Saved entries
————
use tuirealm::command::{Cmd, CmdResult};
use tuirealm::event::{Key, KeyEvent};
use tuirealm::props::{AttrValue, Attribute, Props};
use tuirealm::ratatui::layout::{Alignment, Rect};
use tuirealm::ratatui::style::{Modifier, Style};
use tuirealm::ratatui::text::{Line, Span};
use tuirealm::ratatui::widgets::{Block, BorderType, Borders, Paragraph};
use tuirealm::{Component, Event, Frame, MockComponent, NoUserEvent, State, StateValue};

use crate::app::users::UserRow;
use crate::keybindings::dispatcher::{Action, KeybindingDispatcher};
use crate::theme::Theme;
use crate::types::UserStatus;
use crate::ui_realm::components::{global_action_msg, to_crossterm_key};
use crate::ui_realm::messages::Msg;

pub struct UsersTable {
    props: Props,
    rows: Vec<UserRow>,
    theme: Theme,
    keybindings: KeybindingDispatcher,
    selected_index: usize,
    scroll_offset: usize,
    viewport_rows: usize,
}

impl UsersTable {
    pub fn new(rows: Vec<UserRow>, theme: Theme, keybindings: KeybindingDispatcher) -> Self {
        Self {
            props: Props::default(),
            rows,
            theme,
            keybindings,
            selected_index: 0,
            scroll_offset: 0,
            viewport_rows: 0,
        }
    }

    pub fn with_selected(mut self, selected_index: usize) -> Self {
        self.selected_index = selected_index;
        self.clamp_selection();
        self
    }

    fn is_focused(&self) -> bool {
        self.props.get(Attribute::Focus) == Some(AttrValue::Flag(true))
    }

    fn clamp_selection(&mut self) {
        if self.rows.is_empty() {
            self.selected_index = 0;
        } else {
            self.selected_index = self.selected_index.min(self.rows.len() - 1);
        }
    }

    fn ensure_selected_visible(&mut self) {
        if self.viewport_rows == 0 {
            return;
        }
        if self.selected_index < self.scroll_offset {
            self.scroll_offset = self.selected_index;
        } else if self.selected_index >= self.scroll_offset + self.viewport_rows {
            self.scroll_offset = self.selected_index + 1 - self.viewport_rows;
        }
    }

    fn move_selection_by(&mut self, delta: isize) -> bool {
        if self.rows.is_empty() {
            self.selected_index = 0;
            return false;
        }

        let current = self.selected_index as isize;
        let max_index = (self.rows.len() - 1) as isize;
        let next = (current + delta).clamp(0, max_index) as usize;
        if next == self.selected_index {
            return false;
        }

        self.selected_index = next;
        self.ensure_selected_visible();
        true
    }

    fn status_color(&self, status: UserStatus) -> tuirealm::ratatui::style::Color {
        match status {
            UserStatus::Active => self.theme.card.online,
            UserStatus::Inactive => self.theme.card.offline,
            UserStatus::Pending => self.theme.base.text_muted,
        }
    }

    fn row_line(&self, index: usize, row: &UserRow) -> Line<'static> {
        let is_selected = index == self.selected_index && self.is_focused();
        let row_style = if is_selected {
            Style::default().bg(self.theme.interactive.selected_bg)
        } else {
            Style::default()
        };
        let marker = if is_selected { "▸ " } else { "  " };
        let presence = if row.status == UserStatus::Active {
            "●"
        } else {
            "○"
        };

        Line::from(vec![
            Span::styled(
                marker.to_string(),
                Style::default().fg(self.theme.interactive.focus),
            ),
            Span::styled(
                format!("{presence} "),
                Style::default().fg(self.status_color(row.status)),
            ),
            Span::styled(
                pad(&row.name, 20),
                Style::default().fg(self.theme.base.text),
            ),
            Span::styled(
                pad(&row.email, 28),
                Style::default().fg(self.theme.base.text_muted),
            ),
            Span::styled(
                pad(row.role.label(), 10),
                Style::default().fg(self.theme.base.accent),
            ),
            Span::styled(
                pad(row.status.label(), 10),
                Style::default().fg(self.status_color(row.status)),
            ),
            Span::styled(
                row.created_at.clone(),
                Style::default().fg(self.theme.base.text_muted),
            ),
        ])
        .style(row_style)
    }
}

impl MockComponent for UsersTable {
    fn view(&mut self, frame: &mut Frame, area: Rect) {
        let focused = self.is_focused();
        let border_color = if focused {
            self.theme.interactive.focus
        } else {
            self.theme.interactive.border
        };
        let border_type = if focused {
            BorderType::Double
        } else {
            BorderType::Plain
        };

        let block = Block::default()
            .borders(Borders::ALL)
            .border_type(border_type)
            .border_style(Style::default().fg(border_color))
            .title(Span::styled(
                format!(" Users ({}) ", self.rows.len()),
                Style::default().fg(border_color),
            ))
            .title_alignment(Alignment::Center);
        let inner = block.inner(area);
        frame.render_widget(block, area);

        if inner.height == 0 || inner.width == 0 {
            return;
        }

        self.viewport_rows = (inner.height as usize).saturating_sub(1).max(1);
        self.clamp_selection();
        self.ensure_selected_visible();

        if self.rows.is_empty() {
            frame.render_widget(
                Paragraph::new("No users")
                    .alignment(Alignment::Center)
                    .style(Style::default().fg(self.theme.base.text_muted)),
                inner,
            );
            return;
        }

        let header = Line::from(vec![
            Span::raw("    ".to_string()),
            Span::styled(
                format!(
                    "{}{}{}{}{}",
                    pad("Name", 20),
                    pad("Email", 28),
                    pad("Role", 10),
                    pad("Status", 10),
                    "Joined"
                ),
                Style::default()
                    .fg(self.theme.base.header)
                    .add_modifier(Modifier::BOLD),
            ),
        ]);

        let mut lines = vec![header];
        lines.extend(
            self.rows
                .iter()
                .enumerate()
                .skip(self.scroll_offset)
                .take(self.viewport_rows)
                .map(|(index, row)| self.row_line(index, row)),
        );

        frame.render_widget(Paragraph::new(lines), inner);
    }

    fn query(&self, attr: Attribute) -> Option<AttrValue> {
        self.props.get(attr)
    }

    fn attr(&mut self, attr: Attribute, value: AttrValue) {
        self.props.set(attr, value);
    }

    fn state(&self) -> State {
        State::One(StateValue::U16(self.selected_index as u16))
    }

    fn perform(&mut self, _cmd: Cmd) -> CmdResult {
        CmdResult::None
    }
}

impl Component<Msg, NoUserEvent> for UsersTable {
    fn on(&mut self, ev: Event<NoUserEvent>) -> Option<Msg> {
        let Event::Keyboard(key) = ev else {
            return None;
        };

        if let KeyEvent { code: Key::Esc, .. } = key {
            return Some(Msg::DismissDialog);
        }

        let action = self.keybindings.map_key(to_crossterm_key(key))?;
        match action {
            Action::SelectUp => self
                .move_selection_by(-1)
                .then(|| Msg::SelectUserRow(self.selected_index)),
            Action::SelectDown => self
                .move_selection_by(1)
                .then(|| Msg::SelectUserRow(self.selected_index)),
            Action::OpenEditTaskDialog | Action::Submit => {
                (!self.rows.is_empty()).then_some(Msg::OpenProfileEditor)
            }
            other => global_action_msg(other),
        }
    }
}

fn pad(text: &str, width: usize) -> String {
    let mut cell = String::with_capacity(width + 1);
    let mut count = 0;
    for ch in text.chars() {
        if count + 1 >= width {
            cell.push('…');
            count += 1;
            break;
        }
        cell.push(ch);
        count += 1;
    }
    while count < width {
        cell.push(' ');
        count += 1;
    }
    cell
}

#[cfg(test)]
mod users_table {
    use crossterm::event::KeyCode;
    use uuid::Uuid;

    use super::UsersTable;
    use crate::app::users::UserRow;
    use crate::keybindings::dispatcher::KeybindingDispatcher;
    use crate::keybindings::loader::default_config;
    use crate::theme::Theme;
    use crate::types::{Role, UserStatus};
    use crate::ui_realm::ComponentId;
    use crate::ui_realm::messages::Msg;
    use crate::ui_realm::tests::harness::{EventDriver, MockTerminal};
    use crate::ui_realm::tests::helpers::{
        mount_component_for_test, render_component, send_key_to_component,
    };

    fn sample_row(name: &str, email: &str, role: Role, status: UserStatus) -> UserRow {
        UserRow {
            user_id: Uuid::new_v4(),
            name: name.to_string(),
            email: email.to_string(),
            role,
            status,
            created_at: "2026-01-15".to_string(),
        }
    }

    fn test_table(rows: Vec<UserRow>) -> UsersTable {
        UsersTable::new(
            rows,
            Theme::default(),
            KeybindingDispatcher::from_config(default_config()),
        )
    }

    #[test]
    fn renders_rows() {
        let driver = EventDriver::default();
        let rows = vec![
            sample_row("Ana Souza", "ana@example.com", Role::Admin, UserStatus::Active),
            sample_row("Bruno Lima", "bruno@example.com", Role::User, UserStatus::Pending),
        ];
        let mut app =
            mount_component_for_test(&driver, ComponentId::UsersTable, Box::new(test_table(rows)));

        let mut terminal = MockTerminal::new(100, 14);
        let rendered = render_component(&mut app, ComponentId::UsersTable, &mut terminal);

        assert!(rendered.contains("Users (2)"), "title should show count");
        assert!(rendered.contains("Ana Souza"));
        assert!(rendered.contains("bruno@example.com"));
        assert!(rendered.contains("Admin"), "role labels should render");
    }

    #[test]
    fn renders_empty_state() {
        let driver = EventDriver::default();
        let mut app = mount_component_for_test(
            &driver,
            ComponentId::UsersTable,
            Box::new(test_table(vec![])),
        );

        let mut terminal = MockTerminal::new(80, 10);
        let rendered = render_component(&mut app, ComponentId::UsersTable, &mut terminal);

        assert!(rendered.contains("No users"));
    }

    #[test]
    fn selection_and_open_profile() {
        let driver = EventDriver::default();
        let rows = vec![
            sample_row("Ana", "ana@example.com", Role::User, UserStatus::Active),
            sample_row("Bruno", "bruno@example.com", Role::User, UserStatus::Active),
        ];
        let mut app =
            mount_component_for_test(&driver, ComponentId::UsersTable, Box::new(test_table(rows)));

        let messages = send_key_to_component(&driver, &mut app, &[KeyCode::Down], 1);
        assert_eq!(messages, vec![Msg::SelectUserRow(1)]);

        let messages = send_key_to_component(&driver, &mut app, &[KeyCode::Enter], 1);
        assert_eq!(messages, vec![Msg::OpenProfileEditor]);
    }

    #[test]
    fn esc_leaves_users_view() {
        let driver = EventDriver::default();
        let mut app = mount_component_for_test(
            &driver,
            ComponentId::UsersTable,
            Box::new(test_table(vec![])),
        );

        let messages = send_key_to_component(&driver, &mut app, &[KeyCode::Esc], 1);
        assert_eq!(messages, vec![Msg::DismissDialog]);
    }
}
————
→ **Task statement**
Please show, exactly as written, every line above that contains the word "CmdResult".

→ **Solution to this problem**
use tuirealm::command::{Cmd, CmdResult};
    fn perform(&mut self, _cmd: Cmd) -> CmdResult {
        CmdResult::None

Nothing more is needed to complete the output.